Universités inquiètes : Anthropic, OpenAI, Meta et DeepMind débauchent leurs professeurs
Les grands laboratoires d'intelligence artificielle vident les universités américaines de leurs meilleurs cerveaux. Depuis le début de l'année 2026, au moins 22 professeurs et chercheurs ont pris un congé ou quitté leur poste à Stanford, Berkeley, Harvard, en Virginie et à l'University of Southern California pour rejoindre OpenAI, Anthropic, Google ou Meta, selon un recensement de sites universitaires, de publications sur X et de profils LinkedIn. Ce chiffre serait en réalité bien plus élevé selon des entretiens menés auprès de professeurs de ces établissements. La majorité sont informaticiens, mais on trouve aussi des physiciens, économistes, statisticiens, mathématiciens, et même deux professeurs de philosophie.

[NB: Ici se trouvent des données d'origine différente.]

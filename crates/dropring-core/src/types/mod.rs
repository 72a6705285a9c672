//! # Core Type Definitions
//!
//! Error types shared by the ring vocabulary (`DropRingError`).

use thiserror::Error;

// =============================================================================
// ERROR TYPES
// =============================================================================

/// Errors that can occur when resolving ring vocabulary.
///
/// - No silent failures
/// - Use `Result<T, DropRingError>` for fallible operations
/// - The vocabulary never panics; every accessor except name lookup is total
#[derive(Debug, Clone, PartialEq, Eq, Error)]
pub enum DropRingError {
    /// The supplied name matches none of the ring names (case-sensitive).
    #[error("Unknown ring member: {0:?}")]
    UnknownMember(String),
}

// =============================================================================
// TESTS
// =============================================================================
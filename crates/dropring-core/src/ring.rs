//! # Rings
//!
//! The three concentric rings of the drop machine.
//!
//! ## Ring Definitions
//!
//! | Ring | Index | Drop Positions |
//! |------|-------|----------------|
//! | MIDDLE | 0 | 1 |
//! | INNER | 1 | 6 |
//! | OUTER | 2 | 13 |
//!
//! ## Important Note
//!
//! Indices follow declaration order (MIDDLE, INNER, OUTER). They address
//! rings internally and say nothing about where a ring sits physically.

use crate::DropRingError;
use std::fmt;
use std::str::FromStr;

// =============================================================================
// DROP COUNTS
// =============================================================================

/// Drop positions on the MIDDLE ring.
pub const MIDDLE_DROP_COUNT: usize = 1;

/// Drop positions on the INNER ring.
pub const INNER_DROP_COUNT: usize = 6;

/// Drop positions on the OUTER ring.
pub const OUTER_DROP_COUNT: usize = 13;

// =============================================================================
// RING ENUM
// =============================================================================

/// One of the three drop rings of the machine.
#[derive(Debug, Clone, Copy, PartialEq, Eq, Hash)]
#[cfg_attr(feature = "serde", derive(serde::Serialize, serde::Deserialize))]
#[cfg_attr(feature = "serde", serde(rename_all = "UPPERCASE"))]
pub enum Ring {
    /// Index 0, one drop position.
    Middle,
    /// Index 1, six drop positions.
    Inner,
    /// Index 2, thirteen drop positions.
    Outer,
}

impl Ring {
    /// Number of rings.
    pub const COUNT: usize = 3;

    /// Every ring, in declaration order.
    pub const ALL: [Ring; Ring::COUNT] = [Ring::Middle, Ring::Inner, Ring::Outer];

    /// Iterate over every ring in declaration order.
    pub fn iter() -> impl Iterator<Item = Ring> {
        Self::ALL.into_iter()
    }

    /// Get the ring index.
    #[must_use]
    pub const fn index(self) -> usize {
        match self {
            Ring::Middle => 0,
            Ring::Inner => 1,
            Ring::Outer => 2,
        }
    }

    /// Get the number of drop positions on this ring.
    #[must_use]
    pub const fn drop_count(self) -> usize {
        match self {
            Ring::Middle => MIDDLE_DROP_COUNT,
            Ring::Inner => INNER_DROP_COUNT,
            Ring::Outer => OUTER_DROP_COUNT,
        }
    }

    /// Get the canonical ring name.
    #[must_use]
    pub const fn name(self) -> &'static str {
        match self {
            Ring::Middle => "MIDDLE",
            Ring::Inner => "INNER",
            Ring::Outer => "OUTER",
        }
    }

    /// Look up a ring by its canonical name.
    ///
    /// Matching is exact and case-sensitive: `"INNER"` resolves, `"inner"`
    /// and `" INNER"` do not.
    pub fn from_name(name: &str) -> Result<Self, DropRingError> {
        match name {
            "MIDDLE" => Ok(Ring::Middle),
            "INNER" => Ok(Ring::Inner),
            "OUTER" => Ok(Ring::Outer),
            _ => {
                tracing::debug!(name, "rejected unknown ring name");
                Err(DropRingError::UnknownMember(name.to_string()))
            }
        }
    }

    /// Get the ring with the given index, if any.
    #[must_use]
    pub const fn from_index(index: usize) -> Option<Self> {
        match index {
            0 => Some(Ring::Middle),
            1 => Some(Ring::Inner),
            2 => Some(Ring::Outer),
            _ => None,
        }
    }

    /// Total drop positions across all rings.
    #[must_use]
    pub const fn total_drop_count() -> usize {
        MIDDLE_DROP_COUNT + INNER_DROP_COUNT + OUTER_DROP_COUNT
    }
}

impl fmt::Display for Ring {
    fn fmt(&self, f: &mut fmt::Formatter<'_>) -> fmt::Result {
        f.write_str(self.name())
    }
}

impl FromStr for Ring {
    type Err = DropRingError;

    fn from_str(s: &str) -> Result<Self, Self::Err> {
        Self::from_name(s)
    }
}

impl TryFrom<&str> for Ring {
    type Error = DropRingError;

    fn try_from(value: &str) -> Result<Self, Self::Error> {
        Self::from_name(value)
    }
}

// =============================================================================
// TESTS
// =============================================================================

#[cfg(test)]
mod tests {
    use super::*;
    use std::collections::HashSet;

    #[test]
    fn declaration_order() {
        assert_eq!(Ring::ALL, [Ring::Middle, Ring::Inner, Ring::Outer]);
        assert_eq!(Ring::iter().collect::<Vec<_>>(), Ring::ALL.to_vec());
    }

    #[test]
    fn ring_attributes() {
        assert_eq!((Ring::Middle.index(), Ring::Middle.drop_count()), (0, 1));
        assert_eq!((Ring::Inner.index(), Ring::Inner.drop_count()), (1, 6));
        assert_eq!((Ring::Outer.index(), Ring::Outer.drop_count()), (2, 13));
    }

    #[test]
    fn index_matches_position_in_all() {
        for (position, ring) in Ring::iter().enumerate() {
            assert_eq!(ring.index(), position);
            assert_eq!(Ring::from_index(position), Some(ring));
        }
        assert_eq!(Ring::from_index(Ring::COUNT), None);
    }

    #[test]
    fn lookup_is_case_sensitive() {
        assert_eq!(Ring::from_name("INNER"), Ok(Ring::Inner));
        assert_eq!(
            Ring::from_name("inner"),
            Err(DropRingError::UnknownMember("inner".to_string()))
        );
    }

    #[test]
    fn parse_and_try_from_agree_with_lookup() {
        assert_eq!("OUTER".parse::<Ring>(), Ok(Ring::Outer));
        assert_eq!(Ring::try_from("MIDDLE"), Ok(Ring::Middle));
        assert!("Outer".parse::<Ring>().is_err());
    }

    #[test]
    fn total_drop_count_is_twenty() {
        assert_eq!(Ring::total_drop_count(), 20);
        assert_eq!(
            Ring::iter().map(Ring::drop_count).sum::<usize>(),
            Ring::total_drop_count()
        );
    }

    #[test]
    fn hash_consistent_with_eq() {
        let set: HashSet<Ring> = Ring::iter().chain(Ring::iter()).collect();
        assert_eq!(set.len(), Ring::COUNT);
        assert!(set.contains(&Ring::Inner));
    }

    #[test]
    fn ring_display() {
        assert_eq!(format!("{}", Ring::Middle), "MIDDLE");
        assert_eq!(Ring::Outer.to_string(), "OUTER");
    }
}
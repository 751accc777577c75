//! Migration plan generator
//!
//! Prints every (table, tenant, shard) scan request of a migration as one
//! JSON object per line. Splitting the output lets several transfer
//! processes share one migration.

use chunktable::migrate::{Planner, PlannerConfig};
use chunktable::scan::NUM_SHARDS;
use chunktable::telemetry::Telemetry;

use anyhow::Context;
use clap::Parser;
use std::io::{BufWriter, Write};
use tracing::info;

/// chunktable migration planner
#[derive(Parser, Debug)]
#[command(author, version, about, long_about = None)]
struct Args {
    /// First shard to migrate
    #[arg(long, env = "MIGRATE_FIRST_SHARD", default_value_t = 0)]
    first_shard: u8,

    /// Last shard to migrate, inclusive
    #[arg(long, env = "MIGRATE_LAST_SHARD", default_value_t = NUM_SHARDS - 1)]
    last_shard: u8,

    /// Tenants to migrate, comma separated
    #[arg(long, env = "MIGRATE_USERS", value_delimiter = ',', required = true)]
    users: Vec<String>,

    /// Source tables, comma separated
    #[arg(long, env = "MIGRATE_TABLES", value_delimiter = ',', required = true)]
    tables: Vec<String>,

    /// Only migrate chunks overlapping [from, through), milliseconds
    #[arg(long, requires = "through")]
    from: Option<i64>,

    #[arg(long, requires = "from")]
    through: Option<i64>,

    /// Log level
    #[arg(long, default_value = "info")]
    log_level: String,
}

fn main() -> anyhow::Result<()> {
    let args = Args::parse();
    let _telemetry = Telemetry::init("chunktable-migrate-plan", &args.log_level)
        .map_err(|e| anyhow::anyhow!(e.to_string()))?;

    let planner = Planner::new(PlannerConfig {
        first_shard: args.first_shard,
        last_shard: args.last_shard,
        users: args.users,
        tables: args.tables,
        interval: args.from.zip(args.through),
    })?;

    let stdout = std::io::stdout();
    let mut out = BufWriter::new(stdout.lock());
    for request in planner.plan() {
        serde_json::to_writer(&mut out, &request).context("failed to encode scan request")?;
        out.write_all(b"\n")?;
    }
    out.flush()?;

    info!(requests = planner.len(), "Migration plan written");
    Ok(())
}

La semaine dernière encore, Jelani Nelson, président du département d'ingénierie électrique et d'informatique de Berkeley, et Harvey Lederman, professeur de philosophie à UT Austin, ont annoncé prendre congé pour rejoindre Anthropic comme membres du personnel technique, Lederman conservant un poste d'enseignant à New York University.
Résumé et traduction réalisés par Le Fil IA à partir de The Information AI. Lire l'article original →
Cette fuite des cerveaux inquiète particulièrement les universitaires restés en poste, qui y voient une menace directe pour le développement de modèles d'IA open source en Occident. Si les grandes entreprises technologiques débauchent des chercheurs en IA depuis une quinzaine d'années, portées d'abord par l'essor du deep learning et des voitures autonomes, puis par le boom de l'IA générative, le phénomène s'est nettement accéléré cette année, selon Joey Gonzalez, professeur d'informatique et chercheur en IA à Berkeley.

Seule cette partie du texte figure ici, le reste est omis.